◆ The problem ◆
Please return every line in the following data that includes the string "RwLockReadGuard".

Stored data:
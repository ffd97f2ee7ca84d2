pub mod image_storage;
pub mod registry;
pub mod sdk;

pub use image_storage::{ImageStorageClientApi, UploadOptions, TEMPLATE_ID, UPLOADED_IMAGE_NAME};
pub use registry::ClientApiRegistry;
pub use sdk::{ClientApi, ClientApiRequest, ClientApiResponse};
//! Document store backends: in-process memory and durable SQLite.

pub mod memory;
pub mod sqlite;

use std::sync::Arc;

use richdoc_core::{DocumentStore, StoreError};

pub use memory::InMemoryDocumentStore;
pub use sqlite::SqliteDocumentStore;

/// Path value that selects the in-memory backend.
pub const IN_MEMORY_PATH: &str = ":memory:";

/// Open the store backend for a configured path.
pub fn open_store(path: &str) -> Result<Arc<dyn DocumentStore>, StoreError> {
    if path == IN_MEMORY_PATH {
        Ok(Arc::new(InMemoryDocumentStore::new()))
    } else {
        Ok(Arc::new(SqliteDocumentStore::open(path)?))
    }
}
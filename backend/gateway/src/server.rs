//! Main HTTP Gateway Server.

use anyhow::{Context, Result};
use axum::{
    extract::DefaultBodyLimit,
    routing::{get, post},
    Router,
};
use std::net::SocketAddr;
use std::sync::Arc;
use std::time::Instant;
use tokio::net::TcpListener;
use tower_http::trace::TraceLayer;
use tracing::{info, instrument};

use richdoc_core::DocumentStore;
use richdoc_plugins::ClientApiRegistry;

use crate::{client_api, documents, health_api};

/// Default request body limit; data-URI images are a third larger than the image.
pub const DEFAULT_MAX_BODY_BYTES: usize = 20 * 1024 * 1024;

/// Application state shared across routes.
#[derive(Clone)]
pub struct GatewayState {
    pub registry: Arc<ClientApiRegistry>,
    pub store: Arc<dyn DocumentStore>,
    pub started_at: Instant,
}

impl GatewayState {
    pub fn new(registry: ClientApiRegistry, store: Arc<dyn DocumentStore>) -> Self {
        Self {
            registry: Arc::new(registry),
            store,
            started_at: Instant::now(),
        }
    }
}

/// Build the gateway router.
pub fn build_router(state: GatewayState, max_body_bytes: usize) -> Router {
    Router::new()
        .route("/api/client-apis", get(client_api::list_client_apis))
        .route("/api/client-apis/:template_id", post(client_api::invoke_client_api))
        .route("/doc/:id", get(documents::serve_document))
        .route("/api/health", get(health_api::get_health))
        .layer(DefaultBodyLimit::max(max_body_bytes))
        .layer(TraceLayer::new_for_http())
        .with_state(state)
}

/// Starts the Axum HTTP server and runs until Ctrl-C.
#[instrument(skip(state))]
pub async fn start_server(addr: SocketAddr, state: GatewayState, max_body_bytes: usize) -> Result<()> {
    let app = build_router(state, max_body_bytes);

    let listener = TcpListener::bind(&addr)
        .await
        .with_context(|| format!("Failed to bind {addr}"))?;
    info!("Gateway HTTP server listening on {}", addr);
    axum::serve(listener, app)
        .with_graceful_shutdown(async {
            let _ = tokio::signal::ctrl_c().await;
            info!("Shutdown signal received");
        })
        .await?;

    Ok(())
}
pub mod error;
pub mod traits;
pub mod types;

pub use error::{StoreError, UploadError, UploadStep};
pub use traits::DocumentStore;
pub use types::{
    DocumentField, DocumentId, DocumentRecord, Folder, FolderId, NewDocument, UniquenessPolicy,
    UploadRequest, UploadResult,
};
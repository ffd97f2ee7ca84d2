use std::collections::HashMap;
use std::sync::{RwLock, RwLockReadGuard, RwLockWriteGuard};

use async_trait::async_trait;
use bytes::Bytes;
use chrono::Utc;
use tracing::debug;

use richdoc_core::{
    DocumentField, DocumentId, DocumentRecord, DocumentStore, Folder, FolderId, NewDocument,
    StoreError, UniquenessPolicy,
};

struct StoredDocument {
    record: DocumentRecord,
    content: Bytes,
}

#[derive(Default)]
struct State {
    last_folder_id: i64,
    last_document_id: i64,
    folders: HashMap<FolderId, Folder>,
    documents: HashMap<DocumentId, StoredDocument>,
}

impl State {
    fn ensure_folder(&self, id: FolderId) -> Result<(), StoreError> {
        if self.folders.contains_key(&id) {
            Ok(())
        } else {
            Err(StoreError::FolderNotFound(id))
        }
    }

    fn check_unique(
        &self,
        name: &str,
        folder: FolderId,
        except: Option<DocumentId>,
        policy: UniquenessPolicy,
    ) -> Result<(), StoreError> {
        if policy == UniquenessPolicy::None {
            return Ok(());
        }
        let taken = self.documents.values().any(|d| {
            Some(d.record.id) != except
                && d.record.parent_folder_id == folder
                && d.record.name == name
        });
        if taken {
            return Err(StoreError::DuplicateName { name: name.to_string(), folder });
        }
        Ok(())
    }
}

/// Document store kept entirely in process memory.
///
/// Used for tests and for running the gateway without a database
/// (`db_path = ":memory:"`).
#[derive(Default)]
pub struct InMemoryDocumentStore {
    state: RwLock<State>,
}

impl InMemoryDocumentStore {
    pub fn new() -> Self {
        Self::default()
    }

    fn read(&self) -> Result<RwLockReadGuard<'_, State>, StoreError> {
        self.state
            .read()
            .map_err(|_| StoreError::Backend("in-memory store lock poisoned".into()))
    }

    fn write(&self) -> Result<RwLockWriteGuard<'_, State>, StoreError> {
        self.state
            .write()
            .map_err(|_| StoreError::Backend("in-memory store lock poisoned".into()))
    }
}

#[async_trait]
impl DocumentStore for InMemoryDocumentStore {
    fn name(&self) -> &str {
        "memory"
    }

    async fn create_folder(
        &self,
        name: &str,
        parent: Option<FolderId>,
    ) -> Result<FolderId, StoreError> {
        let mut state = self.write()?;
        if let Some(parent) = parent {
            state.ensure_folder(parent)?;
        }
        state.last_folder_id += 1;
        let id = FolderId(state.last_folder_id);
        state.folders.insert(id, Folder { id, name: name.to_string(), parent_id: parent });
        debug!(folder = %id, name, "Folder created");
        Ok(id)
    }

    async fn list_folders(&self) -> Result<Vec<Folder>, StoreError> {
        let state = self.read()?;
        let mut folders: Vec<Folder> = state.folders.values().cloned().collect();
        folders.sort_by_key(|f| f.id);
        Ok(folders)
    }

    async fn create_and_upload(
        &self,
        doc: NewDocument,
        content: Bytes,
        policy: UniquenessPolicy,
    ) -> Result<DocumentId, StoreError> {
        let mut state = self.write()?;
        state.ensure_folder(doc.parent_folder_id)?;
        state.check_unique(&doc.name, doc.parent_folder_id, None, policy)?;

        state.last_document_id += 1;
        let id = DocumentId(state.last_document_id);
        let now = Utc::now();
        let record = DocumentRecord {
            id,
            name: doc.name,
            extension: doc.extension,
            parent_folder_id: doc.parent_folder_id,
            size_bytes: None,
            created_at: now,
            updated_at: now,
        };
        state.documents.insert(id, StoredDocument { record, content });
        Ok(id)
    }

    async fn get_current_version(&self, id: DocumentId) -> Result<DocumentRecord, StoreError> {
        let state = self.read()?;
        state
            .documents
            .get(&id)
            .map(|d| d.record.clone())
            .ok_or(StoreError::DocumentNotFound(id))
    }

    async fn update_fields(
        &self,
        record: &DocumentRecord,
        fields: &[DocumentField],
        policy: UniquenessPolicy,
    ) -> Result<(), StoreError> {
        let mut state = self.write()?;
        let folder = state
            .documents
            .get(&record.id)
            .map(|d| d.record.parent_folder_id)
            .ok_or(StoreError::DocumentNotFound(record.id))?;
        if fields.contains(&DocumentField::Name) {
            state.check_unique(&record.name, folder, Some(record.id), policy)?;
        }

        let stored = state
            .documents
            .get_mut(&record.id)
            .ok_or(StoreError::DocumentNotFound(record.id))?;
        for field in fields {
            match field {
                DocumentField::Name => stored.record.name = record.name.clone(),
                DocumentField::Extension => stored.record.extension = record.extension.clone(),
            }
        }
        stored.record.updated_at = Utc::now();
        Ok(())
    }

    async fn finalize_size(&self, id: DocumentId) -> Result<(), StoreError> {
        let mut state = self.write()?;
        let stored = state
            .documents
            .get_mut(&id)
            .ok_or(StoreError::DocumentNotFound(id))?;
        stored.record.size_bytes = Some(stored.content.len() as u64);
        stored.record.updated_at = Utc::now();
        Ok(())
    }

    async fn read_content(&self, id: DocumentId) -> Result<Bytes, StoreError> {
        let state = self.read()?;
        state
            .documents
            .get(&id)
            .map(|d| d.content.clone())
            .ok_or(StoreError::DocumentNotFound(id))
    }

    async fn delete(&self, id: DocumentId) -> Result<(), StoreError> {
        let mut state = self.write()?;
        state
            .documents
            .remove(&id)
            .map(|_| ())
            .ok_or(StoreError::DocumentNotFound(id))
    }
}
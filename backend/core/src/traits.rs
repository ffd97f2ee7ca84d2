use async_trait::async_trait;
use bytes::Bytes;

use crate::error::StoreError;
use crate::types::{
    DocumentField, DocumentId, DocumentRecord, Folder, FolderId, NewDocument, UniquenessPolicy,
};

/// Content repository that persists documents under a folder hierarchy.
///
/// Implementations own their synchronization; callers share them as
/// `Arc<dyn DocumentStore>`.
#[async_trait]
pub trait DocumentStore: Send + Sync {
    /// Human-readable backend name (e.g., "sqlite", "memory").
    fn name(&self) -> &str;

    /// Create a folder, optionally nested under `parent`.
    async fn create_folder(
        &self,
        name: &str,
        parent: Option<FolderId>,
    ) -> Result<FolderId, StoreError>;

    async fn list_folders(&self) -> Result<Vec<Folder>, StoreError>;

    /// Create a document in `doc.parent_folder_id` and write `content` to it.
    ///
    /// The content is written through a stream that is closed on every exit
    /// path. The stored size is left unset until [`finalize_size`] runs.
    ///
    /// [`finalize_size`]: DocumentStore::finalize_size
    async fn create_and_upload(
        &self,
        doc: NewDocument,
        content: Bytes,
        policy: UniquenessPolicy,
    ) -> Result<DocumentId, StoreError>;

    /// Fetch the current version of a document.
    async fn get_current_version(&self, id: DocumentId) -> Result<DocumentRecord, StoreError>;

    /// Persist only the listed fields of `record`.
    async fn update_fields(
        &self,
        record: &DocumentRecord,
        fields: &[DocumentField],
        policy: UniquenessPolicy,
    ) -> Result<(), StoreError>;

    /// Compute the document's size from its uploaded content and store it.
    async fn finalize_size(&self, id: DocumentId) -> Result<(), StoreError>;

    async fn read_content(&self, id: DocumentId) -> Result<Bytes, StoreError>;

    async fn delete(&self, id: DocumentId) -> Result<(), StoreError>;
}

◆ Output for this task ◆
use std::sync::{RwLock, RwLockReadGuard, RwLockWriteGuard};
    fn read(&self) -> Result<RwLockReadGuard<'_, State>, StoreError> {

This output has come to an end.